It’s certainly some light title gore.
It certainly is not, unless you also think “I’m going to make you a pie” is me literally threatening to turn you into a pastry.
OK, fine, it’s medium title gore.

If your takeaway from that headline, given what I will afford you are two technically semantically correct options, is that the POTUS, for literally the first time in history, is acting as a member of their own cabinet and not just that they’re replacing a member thereof, it’s not incumbent on the Associated Press to account for that. I’m consistently baffled at how much people will blame news headlines for their own functional illiteracy and then refuse to even peek into the article for five seconds to check.

To read the title that way at first is a brain fart; to still be confused after stopping and thinking for a second is stupidity. To not check the article afterward is willful ignorance.

… is that the POTUS, for literally the first time in history …

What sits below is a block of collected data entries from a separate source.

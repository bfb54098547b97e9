//! Rabet Timeline - behavior event recording and analysis engine
//!
//! Records named behavior intervals against a video playback clock and turns
//! the resulting timelines into statistics: trigger/release signals → session
//! gating → timeline store (with duration correction and rewind handling) →
//! annotation files → batch analysis → summary tables.
//!
//! ## Modules
//!
//! - **Live recording**: [`session`], [`timeline`], [`clock`], [`notify`], [`action_map`]
//! - **Analysis**: [`analysis`] statistics, overlap unions, latencies and interval slicing
//! - **Files**: [`format`] annotation and summary CSV, [`replay`] host-signal scripts

pub mod action_map;
pub mod analysis;
pub mod clock;
pub mod error;
pub mod format;
pub mod notify;
pub mod replay;
pub mod session;
pub mod timeline;
pub mod types;

pub use action_map::ActionMap;
pub use clock::{ClockSource, ManualClock, PositionSource, ScriptedPlayer, SystemClock};
pub use error::TimelineError;
pub use notify::{DomainEvent, EventBus, TimelineObserver};
pub use session::{
    PlaybackCommand, PositionUpdate, RecordingSession, RewindDecision, SessionConfig, SessionState,
    SignalOutcome,
};
pub use timeline::{RewindGuard, RewindOutcome, RewindReport, Timeline};
pub use types::{BehaviorEvent, EventIndex, LabelSummary, TriggerId, WallTime, RECORDING_START};

// Analysis exports
pub use analysis::{analyze_files, AnalysisInput, AnalysisReport, AnalysisResult, Analyzer, MetricsConfig};

/// Crate version, reported by the CLI
pub const VERSION: &str = env!("CARGO_PKG_VERSION");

To be fair, there are a lot of things Trump has done that were firsts for the office. I initially misread the headline too, simply because I wouldn’t be surprised if Trump did something absurd like replacing Noem with himself. Because he does a lot of absurd things that have never been done by a US president before. I understood it correctly after reading more, but if someone’s misreading the headline as something bizarre, it’s probably because every headline is bizarre nowadays.

I understand what you’re saying, and it’s at that point any media-literate person (you) thinks: “Hmm, I’ll just check the article and clear this up.” To even get to that point, you’d not just have to buy Trump would try to do that (I don’t, but I see how someone could); much more importantly, you’d have to assume the headline, for some godforsaken reason, isn’t taking into account how unusual it is and therefore being crystal clear that Trump is trying to insert himself in the role.

Reading the headline that way is already an enormous leap that basically only makes semantic sense, but refusing to follow up on that interpretation is where I draw the line between someone who didn’t understand at first and tried to and someone who actively chose not to understand. The latter I’ve run out of patience for over the last decade; the former show strong character through how they respond to a mistake.